Unter seiner Leitung begann sich im August des vergangenen Jahres eine Arbeitsgruppe zu formieren, um Material, Fotos, kirchliche Gegenstände und einzigartiges Filmmaterial zu sichten, zu sortieren und für die geplante Ausstellung über die St. Johannis Kirche vom 9. September bis zum 24. Oktober im Stadt- und Bergbaumuseum zu bearbeiten.

"Wir haben uns darum bemüht, so viel Originalgegenstände wie möglich zu sammeln und im Museum zu präsentieren", berichtete der Pfarrer. Während der Zeit der Ausstellungen wollen er und seine Mitstreiter auch Führungen anbieten.

Was sie noch dringend suchen sind zum Beispiel Innenaufnahmen aus dem Kirchenschiff. Wer noch einige Exemplare davon besitzt, wird gebeten, sie dem evangelischen Pfarramt zur Herstellung von Kopien kurzfristig zur Verfügung zu stellen.

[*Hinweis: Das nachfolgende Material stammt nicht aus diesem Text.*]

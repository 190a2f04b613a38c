//! Data Transfer Objects (DTOs) for the matchmaking server.
//!
//! DTOs are organized by protocol:
//! - `websocket`: WebSocket event DTOs
//! - `http`: HTTP API response DTOs

pub mod conversion;
pub mod http;
pub mod websocket;
//! Infrastructure layer: concrete implementations of the domain interfaces
//! and wire-format DTOs.

pub mod dto;
pub mod message_pusher;
pub mod repository;
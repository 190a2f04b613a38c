//! 参加者へ送る通知（サーバー → クライアント）
//!
//! ワイヤ形式への変換は Infrastructure 層の DTO が担う。

use super::value_object::{
    MessageContent, ParticipantId, SessionToken, SignalingPayload, Timestamp,
};

#[derive(Debug, Clone, PartialEq)]
pub enum Notification {
    /// 接続直後に自分の ID を知らせる
    Connected { participant_id: ParticipantId },
    WaitingForPartner,
    PartnerFound {
        partner_id: ParticipantId,
        session_token: SessionToken,
    },
    PartnerDisconnected,
    ReceiveMessage {
        content: MessageContent,
        timestamp: Timestamp,
        sender_id: ParticipantId,
    },
    PartnerTypingStart,
    PartnerTypingStop,
    IncomingVideoCall { caller_id: ParticipantId },
    VideoCallAccepted { accepter_id: ParticipantId },
    VideoCallRejected,
    WebRtcOffer {
        sender_id: ParticipantId,
        payload: SignalingPayload,
    },
    WebRtcAnswer {
        sender_id: ParticipantId,
        payload: SignalingPayload,
    },
    WebRtcIceCandidate {
        sender_id: ParticipantId,
        payload: SignalingPayload,
    },
    Pong,
}

impl Notification {
    /// ログ出力用のイベント名
    pub fn kind(&self) -> &'static str {
        match self {
            Self::Connected { .. } => "connected",
            Self::WaitingForPartner => "waiting-for-partner",
            Self::PartnerFound { .. } => "partner-found",
            Self::PartnerDisconnected => "partner-disconnected",
            Self::ReceiveMessage { .. } => "receive-message",
            Self::PartnerTypingStart => "partner-typing-start",
            Self::PartnerTypingStop => "partner-typing-stop",
            Self::IncomingVideoCall { .. } => "incoming-video-call",
            Self::VideoCallAccepted { .. } => "video-call-accepted",
            Self::VideoCallRejected => "video-call-rejected",
            Self::WebRtcOffer { .. } => "webrtc-offer",
            Self::WebRtcAnswer { .. } => "webrtc-answer",
            Self::WebRtcIceCandidate { .. } => "webrtc-ice-candidate",
            Self::Pong => "pong",
        }
    }
}
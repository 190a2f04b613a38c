//! Periodic lobby statistics logging.

use std::{sync::Arc, time::Duration};

use tokio::task::JoinHandle;

use crate::usecase::GetLobbyStatsUseCase;

/// Spawns a task that logs lobby counts every `period`.
///
/// The first tick fires immediately, which is skipped so the first line
/// appears one full period after startup.
pub fn spawn_stats_reporter(
    get_lobby_stats_usecase: Arc<GetLobbyStatsUseCase>,
    period: Duration,
) -> JoinHandle<()> {
    tokio::spawn(async move {
        let mut interval = tokio::time::interval(period);
        interval.set_missed_tick_behavior(tokio::time::MissedTickBehavior::Delay);
        interval.tick().await;

        loop {
            interval.tick().await;
            let stats = get_lobby_stats_usecase.execute().await;
            tracing::info!(
                connected = stats.connected,
                waiting = stats.waiting,
                active_sessions = stats.active_sessions,
                "lobby stats"
            );
        }
    })
}
//! Matchmaking server: HTTP/WebSocket surface over the use cases.

mod handler;
mod server;
mod signal;
mod stats;
pub mod state;

pub use server::Server;
pub use signal::shutdown_signal;
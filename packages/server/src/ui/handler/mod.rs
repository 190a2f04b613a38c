//! axum handlers, split by protocol.

mod http;
mod websocket;

pub use http::{get_participant, get_stats, health_check};
pub use websocket::websocket_handler;
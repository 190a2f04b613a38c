//! Conversion logic between DTOs and domain models.

use deai_shared::time::timestamp_to_jst_rfc3339;

use crate::domain::{
    LobbyStats, MessageContent, Notification, Participant, ParticipantState, RelayEvent,
    SignalingPayload, Timestamp, ValueObjectError,
};
use crate::infrastructure::dto::{http, websocket as dto};

// ========================================
// WebSocket DTO → Domain
// ========================================

/// Inbound event classified for dispatch
#[derive(Debug, Clone, PartialEq)]
pub enum InboundCommand {
    FindPartner,
    CancelSearch,
    EndChat,
    Ping,
    Relay(RelayEvent),
}

impl dto::ClientEvent {
    /// Validate and convert into a domain command.
    ///
    /// Chat text is checked against `max_message_length` (characters).
    pub fn into_command(self, max_message_length: usize) -> Result<InboundCommand, ValueObjectError> {
        let command = match self {
            Self::FindPartner => InboundCommand::FindPartner,
            Self::CancelSearch => InboundCommand::CancelSearch,
            Self::EndChat => InboundCommand::EndChat,
            Self::Ping => InboundCommand::Ping,
            Self::SendMessage { text } => InboundCommand::Relay(RelayEvent::Message(
                MessageContent::with_limit(text, max_message_length)?,
            )),
            Self::TypingStart => InboundCommand::Relay(RelayEvent::TypingStart),
            Self::TypingStop => InboundCommand::Relay(RelayEvent::TypingStop),
            Self::StartVideoCall => InboundCommand::Relay(RelayEvent::CallInvite),
            Self::AcceptVideoCall => InboundCommand::Relay(RelayEvent::CallAccept),
            Self::RejectVideoCall => InboundCommand::Relay(RelayEvent::CallReject),
            Self::WebrtcOffer { payload } => {
                InboundCommand::Relay(RelayEvent::Offer(SignalingPayload::new(payload)))
            }
            Self::WebrtcAnswer { payload } => {
                InboundCommand::Relay(RelayEvent::Answer(SignalingPayload::new(payload)))
            }
            Self::WebrtcIceCandidate { payload } => {
                InboundCommand::Relay(RelayEvent::IceCandidate(SignalingPayload::new(payload)))
            }
        };
        Ok(command)
    }
}

// ========================================
// Domain → WebSocket DTO
// ========================================

impl From<Notification> for dto::ServerEvent {
    fn from(notification: Notification) -> Self {
        match notification {
            Notification::Connected { participant_id } => Self::Connected {
                participant_id: participant_id.into_string(),
            },
            Notification::WaitingForPartner => Self::WaitingForPartner,
            Notification::PartnerFound {
                partner_id,
                session_token,
            } => Self::PartnerFound {
                partner_id: partner_id.into_string(),
                session_token: session_token.into_string(),
            },
            Notification::PartnerDisconnected => Self::PartnerDisconnected,
            Notification::ReceiveMessage {
                content,
                timestamp,
                sender_id,
            } => Self::ReceiveMessage {
                text: content.into_string(),
                timestamp: timestamp.value(),
                sender_id: sender_id.into_string(),
            },
            Notification::PartnerTypingStart => Self::PartnerTypingStart,
            Notification::PartnerTypingStop => Self::PartnerTypingStop,
            Notification::IncomingVideoCall { caller_id } => Self::IncomingVideoCall {
                caller_id: caller_id.into_string(),
            },
            Notification::VideoCallAccepted { accepter_id } => Self::VideoCallAccepted {
                accepter_id: accepter_id.into_string(),
            },
            Notification::VideoCallRejected => Self::VideoCallRejected,
            Notification::WebRtcOffer { sender_id, payload } => Self::WebrtcOffer {
                sender_id: sender_id.into_string(),
                payload: payload.into_value(),
            },
            Notification::WebRtcAnswer { sender_id, payload } => Self::WebrtcAnswer {
                sender_id: sender_id.into_string(),
                payload: payload.into_value(),
            },
            Notification::WebRtcIceCandidate { sender_id, payload } => Self::WebrtcIceCandidate {
                sender_id: sender_id.into_string(),
                payload: payload.into_value(),
            },
            Notification::Pong => Self::Pong,
        }
    }
}

// ========================================
// Domain → HTTP DTO
// ========================================

impl http::LobbyStatsDto {
    pub fn from_domain(stats: LobbyStats, generated_at: Timestamp) -> Self {
        Self {
            connected_participants: stats.connected,
            waiting_participants: stats.waiting,
            active_sessions: stats.active_sessions,
            generated_at: timestamp_to_jst_rfc3339(generated_at.value()),
        }
    }
}

impl From<(Participant, ParticipantState)> for http::ParticipantDetailDto {
    fn from((participant, state): (Participant, ParticipantState)) -> Self {
        let (state, partner_id) = match state {
            ParticipantState::Unregistered => ("unregistered", None),
            ParticipantState::Idle => ("idle", None),
            ParticipantState::Waiting => ("waiting", None),
            ParticipantState::Paired(partner) => ("paired", Some(partner.into_string())),
        };
        Self {
            participant_id: participant.id.into_string(),
            joined_at: timestamp_to_jst_rfc3339(participant.joined_at.value()),
            state: state.to_string(),
            partner_id,
        }
    }
}
//! UseCase: 参加者の状態取得（デバッグ・監視用、読み取りのみ）

use std::sync::Arc;

use crate::domain::{LobbyRepository, Participant, ParticipantId, ParticipantState};

use super::error::LookupError;

pub struct GetParticipantUseCase {
    repository: Arc<dyn LobbyRepository>,
}

impl GetParticipantUseCase {
    pub fn new(repository: Arc<dyn LobbyRepository>) -> Self {
        Self { repository }
    }

    /// 文字列の ID から参加者と現在の状態を取得する
    pub async fn execute(
        &self,
        participant_id: String,
    ) -> Result<(Participant, ParticipantState), LookupError> {
        let participant_id = ParticipantId::try_from(participant_id)?;
        self.repository
            .begin()
            .await
            .find_participant(&participant_id)
            .ok_or_else(|| LookupError::ParticipantNotFound(participant_id.into_string()))
    }
}

#[cfg(test)]
mod tests {
    use super::*;
    use crate::{
        domain::{Lobby, Timestamp, ValueObjectError},
        infrastructure::repository::InMemoryLobbyRepository,
    };
    use tokio::sync::Mutex;

    async fn create_usecase() -> GetParticipantUseCase {
        let repository = Arc::new(InMemoryLobbyRepository::new(Arc::new(Mutex::new(
            Lobby::with_seed(1),
        ))));
        repository.begin().await.connect(
                ParticipantId::new("alice".to_string()).unwrap(),
                Timestamp::new(10),
            );
        GetParticipantUseCase::new(repository)
    }

    #[tokio::test]
    async fn test_get_participant_found() {
        // テスト項目: 接続中の参加者は状態付きで取得できる
        // given (前提条件):
        let usecase = create_usecase().await;

        // when (操作):
        let result = usecase.execute("alice".to_string()).await;

        // then (期待する結果):
        let (participant, state) = result.unwrap();
        assert_eq!(participant.joined_at, Timestamp::new(10));
        assert_eq!(state, ParticipantState::Idle);
    }

    #[tokio::test]
    async fn test_get_participant_not_found() {
        // テスト項目: 未登録の参加者は NotFound になる
        // given (前提条件):
        let usecase = create_usecase().await;

        // when (操作):
        let result = usecase.execute("bob".to_string()).await;

        // then (期待する結果):
        assert_eq!(
            result,
            Err(LookupError::ParticipantNotFound("bob".to_string()))
        );
    }

    #[tokio::test]
    async fn test_get_participant_invalid_id() {
        // テスト項目: 不正な ID は InvalidParticipantId になる
        // given (前提条件):
        let usecase = create_usecase().await;

        // when (操作):
        let result = usecase.execute(" ".to_string()).await;

        // then (期待する結果):
        assert_eq!(
            result,
            Err(LookupError::InvalidParticipantId(
                ValueObjectError::EmptyParticipantId
            ))
        );
    }
}
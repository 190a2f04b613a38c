//! Waiting Queue: パートナーを探している参加者の集合
//!
//! 選択は FIFO ではなく一様ランダム。待ち時間に対する公平性は保証しないが、
//! 要求者以外の待機者は必ず 0 でない確率で選ばれる。

use rand::{Rng, seq::IteratorRandom};

use crate::domain::value_object::ParticipantId;

#[derive(Debug, Default)]
pub struct WaitingQueue {
    members: Vec<ParticipantId>,
}

impl WaitingQueue {
    /// ID を追加する。既に存在する場合は何もしない（集合セマンティクス）
    ///
    /// 追加された場合は `true` を返す。
    pub fn enqueue(&mut self, id: ParticipantId) -> bool {
        if self.contains(&id) {
            return false;
        }
        self.members.push(id);
        true
    }

    /// ID を削除する。存在しない場合は何もしない
    ///
    /// 削除された場合は `true` を返す。
    pub fn dequeue(&mut self, id: &ParticipantId) -> bool {
        match self.members.iter().position(|member| member == id) {
            Some(index) => {
                self.members.swap_remove(index);
                true
            }
            None => false,
        }
    }

    pub fn contains(&self, id: &ParticipantId) -> bool {
        self.members.iter().any(|member| member == id)
    }

    /// `excluded` に含まれない待機者を一様ランダムに 1 人選ぶ
    ///
    /// 選んだ参加者はキューから削除しない。
    pub fn pick_partner_excluding<R: Rng + ?Sized>(
        &self,
        excluded: &[&ParticipantId],
        rng: &mut R,
    ) -> Option<ParticipantId> {
        self.members
            .iter()
            .filter(|member| !excluded.contains(member))
            .choose(rng)
            .cloned()
    }

    pub fn len(&self) -> usize {
        self.members.len()
    }

    pub fn is_empty(&self) -> bool {
        self.members.is_empty()
    }

    pub fn iter(&self) -> impl Iterator<Item = &ParticipantId> {
        self.members.iter()
    }
}
//! UseCase 層のエラー型
//!
//! 状態に対して効果のない要求（待機中でない参加者の cancel-search など）は
//! エラーではなく、各 UseCase の戻り値で表現する。

use thiserror::Error;

use crate::domain::{RepositoryError, ValueObjectError};

/// パートナー探索のエラー
#[derive(Debug, Clone, PartialEq, Eq, Error)]
pub enum FindPartnerError {
    #[error("matchmaking failed: {0}")]
    Repository(#[from] RepositoryError),
}

/// 参加者参照のエラー
#[derive(Debug, Clone, PartialEq, Eq, Error)]
pub enum LookupError {
    #[error("invalid participant id: {0}")]
    InvalidParticipantId(#[from] ValueObjectError),

    #[error("participant '{0}' not found")]
    ParticipantNotFound(String),
}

Wie Weigel informierte, wird auch das originale Löschfahrzeug der Hecklinger Ortswehr am 9. September mit anwesend sein, dass am 27. Mai 1948 zur Brandbekämpfung mit eingesetzt worden war.

Der Vorsitzende des Geschichtsvereins der Stadt, Heinz Czerwienski, äußerte sich erfreut über die Aktivitäten der evangelischen Kirchengemeinde. Die werde man weiterhin tatkräftig unterstützen.